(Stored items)
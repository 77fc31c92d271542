use core::convert::Infallible;

use avr_device::atmega328p::USART0;
use blink::config::{ubrr_double_speed, BAUD, F_CPU};
use ufmt::uWrite;

/// Transmit-only log port on USART0 (TX on PD1), 8N1.
pub struct Serial {
    usart: USART0,
}

impl Serial {
    pub fn new(usart: USART0) -> Self {
        usart.ubrr0.write(|w| w.bits(ubrr_double_speed(F_CPU, BAUD)));
        usart.ucsr0a.write(|w| w.u2x0().set_bit());
        usart.ucsr0b.write(|w| w.txen0().set_bit());
        usart.ucsr0c.write(|w| {
            w.umsel0()
                .usart_async()
                .ucsz0()
                .chr8()
                .usbs0()
                .stop1()
                .upm0()
                .disabled()
        });
        Serial { usart }
    }

    fn write_byte(&mut self, byte: u8) {
        while self.usart.ucsr0a.read().udre0().bit_is_clear() {}
        self.usart.udr0.write(|w| w.bits(byte));
    }
}

impl uWrite for Serial {
    type Error = Infallible;

    fn write_str(&mut self, s: &str) -> Result<(), Self::Error> {
        for byte in s.bytes() {
            if byte == b'\n' {
                self.write_byte(b'\r');
            }
            self.write_byte(byte);
        }
        Ok(())
    }
}
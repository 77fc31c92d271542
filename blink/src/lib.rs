//! LED blinker for 8-bit AVR boards.
//!
//! Target independent half of the firmware: the low/high sequencing, the
//! busy-wait calibration and the board constants. The `blinky` and `raw`
//! crates put it on the ATmega328P.

#![cfg_attr(not(test), no_std)]
#![cfg_attr(target_arch = "avr", feature(asm_experimental_arch))]

pub mod blinker;
pub mod config;
pub mod delay;
mod error;
mod level;

pub use blinker::Blinker;
#[cfg(target_arch = "avr")]
pub use delay::Countdown;
pub use delay::{BusyDelay, Spin};
pub use error::Error;
pub use level::Level;
use async_trait::async_trait;
use serde::Serialize;

use crate::config::Config;

pub const DEFAULT_GRAPH_BASE_URL: &str = "https://graph.facebook.com/v21.0";

#[derive(Debug, thiserror::Error)]
pub enum WhatsAppError {
    #[error("WhatsApp credentials are not configured")]
    NotConfigured,
    #[error("HTTP error: {0}")]
    HttpError(#[from] reqwest::Error),
    #[error("Delivery failed: {status} - {body}")]
    Delivery { status: u16, body: String },
}

/// Outbound text delivery to a WhatsApp user.
#[async_trait]
pub trait MessageSender: Send + Sync {
    async fn send_text(&self, to: &str, body: &str) -> Result<(), WhatsAppError>;
}

#[derive(Clone)]
struct Credentials {
    phone_number_id: String,
    access_token: String,
}

/// Graph API client for the business phone number's `messages` endpoint.
#[derive(Clone)]
pub struct WhatsAppClient {
    client: reqwest::Client,
    api_base_url: String,
    credentials: Option<Credentials>,
}

impl WhatsAppClient {
    pub fn new(
        api_base_url: String,
        phone_number_id: Option<String>,
        access_token: Option<String>,
    ) -> Self {
        let credentials = match (phone_number_id, access_token) {
            (Some(phone_number_id), Some(access_token))
                if !phone_number_id.trim().is_empty() && !access_token.trim().is_empty() =>
            {
                Some(Credentials {
                    phone_number_id,
                    access_token,
                })
            }
            _ => None,
        };

        Self {
            client: reqwest::Client::new(),
            api_base_url: api_base_url.trim_end_matches('/').to_string(),
            credentials,
        }
    }

    pub fn from_config(config: &Config) -> Self {
        Self::new(
            config.whatsapp_api_base_url.clone(),
            config.whatsapp_phone_number_id.clone(),
            config.whatsapp_access_token.clone(),
        )
    }

    pub fn is_configured(&self) -> bool {
        self.credentials.is_some()
    }
}

#[async_trait]
impl MessageSender for WhatsAppClient {
    async fn send_text(&self, to: &str, body: &str) -> Result<(), WhatsAppError> {
        let credentials = self
            .credentials
            .as_ref()
            .ok_or(WhatsAppError::NotConfigured)?;

        let request = SendTextRequest {
            messaging_product: "whatsapp",
            to,
            kind: "text",
            text: TextBody { body },
        };

        let response = self
            .client
            .post(format!(
                "{}/{}/messages",
                self.api_base_url, credentials.phone_number_id
            ))
            .bearer_auth(&credentials.access_token)
            .json(&request)
            .send()
            .await?;

        let status = response.status();
        if !status.is_success() {
            return Err(WhatsAppError::Delivery {
                status: status.as_u16(),
                body: response.text().await.unwrap_or_default(),
            });
        }

        tracing::debug!("Delivered WhatsApp message to {}", to);
        Ok(())
    }
}

#[derive(Serialize)]
struct SendTextRequest<'a> {
    messaging_product: &'static str,
    to: &'a str,
    #[serde(rename = "type")]
    kind: &'static str,
    text: TextBody<'a>,
}

#[derive(Serialize)]
struct TextBody<'a> {
    body: &'a str,
}
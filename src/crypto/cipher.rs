//! Authenticated encryption of stored conversation history.
//!
//! AES-256-GCM with a key stretched from the operator secret by PBKDF2-HMAC-SHA256.
//! The salt and iteration count are fixed so that every server process sharing the
//! same secret derives the same key and can read history written by any other.

use aes_gcm::aead::{Aead, AeadCore, KeyInit, OsRng};
use aes_gcm::{Aes256Gcm, Nonce};
use pbkdf2::pbkdf2_hmac;
use serde::{Deserialize, Serialize};
use sha2::Sha256;
use zeroize::Zeroizing;

const KEY_SALT: &[u8] = b"pamoja-conversation-history";
pub const KDF_ITERATIONS: u32 = 100_000;
pub const KEY_LEN: usize = 32;
const IV_LEN: usize = 12;
const TAG_LEN: usize = 16;

#[derive(Debug, thiserror::Error, PartialEq, Eq)]
pub enum CipherError {
    #[error("encryption failed: {0}")]
    Encryption(String),
    #[error("decryption failed: {0}")]
    Decryption(String),
}

/// Ciphertext plus the parameters needed to open it, all hex-encoded.
#[derive(Debug, Clone, PartialEq, Eq, Serialize, Deserialize)]
pub struct EncryptedPayload {
    pub ciphertext: String,
    pub iv: String,
    pub auth_tag: String,
}

/// Stretch an operator secret into AES-256 key material.
pub fn derive_key(secret: &str) -> Zeroizing<[u8; KEY_LEN]> {
    let mut key = Zeroizing::new([0u8; KEY_LEN]);
    pbkdf2_hmac::<Sha256>(secret.as_bytes(), KEY_SALT, KDF_ITERATIONS, &mut key[..]);
    key
}

pub struct HistoryCipher {
    key: Option<Zeroizing<[u8; KEY_LEN]>>,
}

impl std::fmt::Debug for HistoryCipher {
    fn fmt(&self, f: &mut std::fmt::Formatter<'_>) -> std::fmt::Result {
        f.debug_struct("HistoryCipher")
            .field("configured", &self.is_configured())
            .finish()
    }
}

impl HistoryCipher {
    /// Build a cipher from the configured secret. A missing or blank secret yields a
    /// cipher whose every operation fails, which callers treat as a degraded mode.
    pub fn new(secret: Option<&str>) -> Self {
        let key = secret
            .map(str::trim)
            .filter(|s| !s.is_empty())
            .map(derive_key);
        Self { key }
    }

    /// Build a cipher from already-derived key material.
    pub fn from_key(key: [u8; KEY_LEN]) -> Self {
        Self {
            key: Some(Zeroizing::new(key)),
        }
    }

    pub fn disabled() -> Self {
        Self { key: None }
    }

    pub fn is_configured(&self) -> bool {
        self.key.is_some()
    }

    pub fn encrypt(&self, plaintext: &str) -> Result<EncryptedPayload, CipherError> {
        let key = self
            .key
            .as_ref()
            .ok_or_else(|| CipherError::Encryption("encryption secret is not configured".into()))?;
        if plaintext.is_empty() {
            return Err(CipherError::Encryption("plaintext is empty".into()));
        }

        let cipher = Aes256Gcm::new_from_slice(&key[..])
            .map_err(|e| CipherError::Encryption(e.to_string()))?;
        let nonce = Aes256Gcm::generate_nonce(&mut OsRng);

        // aes-gcm appends the tag to the ciphertext
        let mut sealed = cipher
            .encrypt(&nonce, plaintext.as_bytes())
            .map_err(|e| CipherError::Encryption(e.to_string()))?;
        let tag = sealed.split_off(sealed.len() - TAG_LEN);

        Ok(EncryptedPayload {
            ciphertext: hex::encode(&sealed),
            iv: hex::encode(nonce),
            auth_tag: hex::encode(tag),
        })
    }

    /// Open a payload produced by [`HistoryCipher::encrypt`]. The tag is verified before
    /// any plaintext is returned.
    pub fn decrypt(&self, ciphertext: &str, iv: &str, auth_tag: &str) -> Result<String, CipherError> {
        if ciphertext.is_empty() || iv.is_empty() || auth_tag.is_empty() {
            return Err(CipherError::Decryption(
                "ciphertext, iv and auth tag are all required".into(),
            ));
        }
        let key = self
            .key
            .as_ref()
            .ok_or_else(|| CipherError::Decryption("encryption secret is not configured".into()))?;

        let iv = decode_hex("iv", iv)?;
        let iv: [u8; IV_LEN] = iv.as_slice().try_into().map_err(|_| {
            CipherError::Decryption(format!("iv must be {IV_LEN} bytes, got {}", iv.len()))
        })?;
        let tag = decode_hex("auth tag", auth_tag)?;
        if tag.len() != TAG_LEN {
            return Err(CipherError::Decryption(format!(
                "auth tag must be {TAG_LEN} bytes, got {}",
                tag.len()
            )));
        }
        let mut sealed = decode_hex("ciphertext", ciphertext)?;
        sealed.extend_from_slice(&tag);

        let cipher = Aes256Gcm::new_from_slice(&key[..])
            .map_err(|e| CipherError::Decryption(e.to_string()))?;
        let plaintext = cipher
            .decrypt(&Nonce::from(iv), sealed.as_ref())
            .map_err(|_| CipherError::Decryption("authentication tag mismatch".into()))?;

        String::from_utf8(plaintext)
            .map_err(|e| CipherError::Decryption(format!("plaintext is not UTF-8: {e}")))
    }

    pub fn decrypt_payload(&self, payload: &EncryptedPayload) -> Result<String, CipherError> {
        self.decrypt(&payload.ciphertext, &payload.iv, &payload.auth_tag)
    }
}

fn decode_hex(field: &str, value: &str) -> Result<Vec<u8>, CipherError> {
    hex::decode(value).map_err(|e| CipherError::Decryption(format!("{field} is not valid hex: {e}")))
}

Exercise prompt> Beginning at the first line of the records, give again each line exactly as written, ending with the line that contains "self.usart.udr0.write(|w| w.bits(byte));".

Output for this exercise>
repository 77fc31c92d271542
use core::convert::Infallible;

use avr_device::atmega328p::USART0;
use blink::config::{ubrr_double_speed, BAUD, F_CPU};
use ufmt::uWrite;

/// Transmit-only log port on USART0 (TX on PD1), 8N1.
pub struct Serial {
    usart: USART0,
}

impl Serial {
    pub fn new(usart: USART0) -> Self {
        usart.ubrr0.write(|w| w.bits(ubrr_double_speed(F_CPU, BAUD)));
        usart.ucsr0a.write(|w| w.u2x0().set_bit());
        usart.ucsr0b.write(|w| w.txen0().set_bit());
        usart.ucsr0c.write(|w| {
            w.umsel0()
                .usart_async()
                .ucsz0()
                .chr8()
                .usbs0()
                .stop1()
                .upm0()
                .disabled()
        });
        Serial { usart }
    }

    fn write_byte(&mut self, byte: u8) {
        while self.usart.ucsr0a.read().udre0().bit_is_clear() {}
        self.usart.udr0.write(|w| w.bits(byte));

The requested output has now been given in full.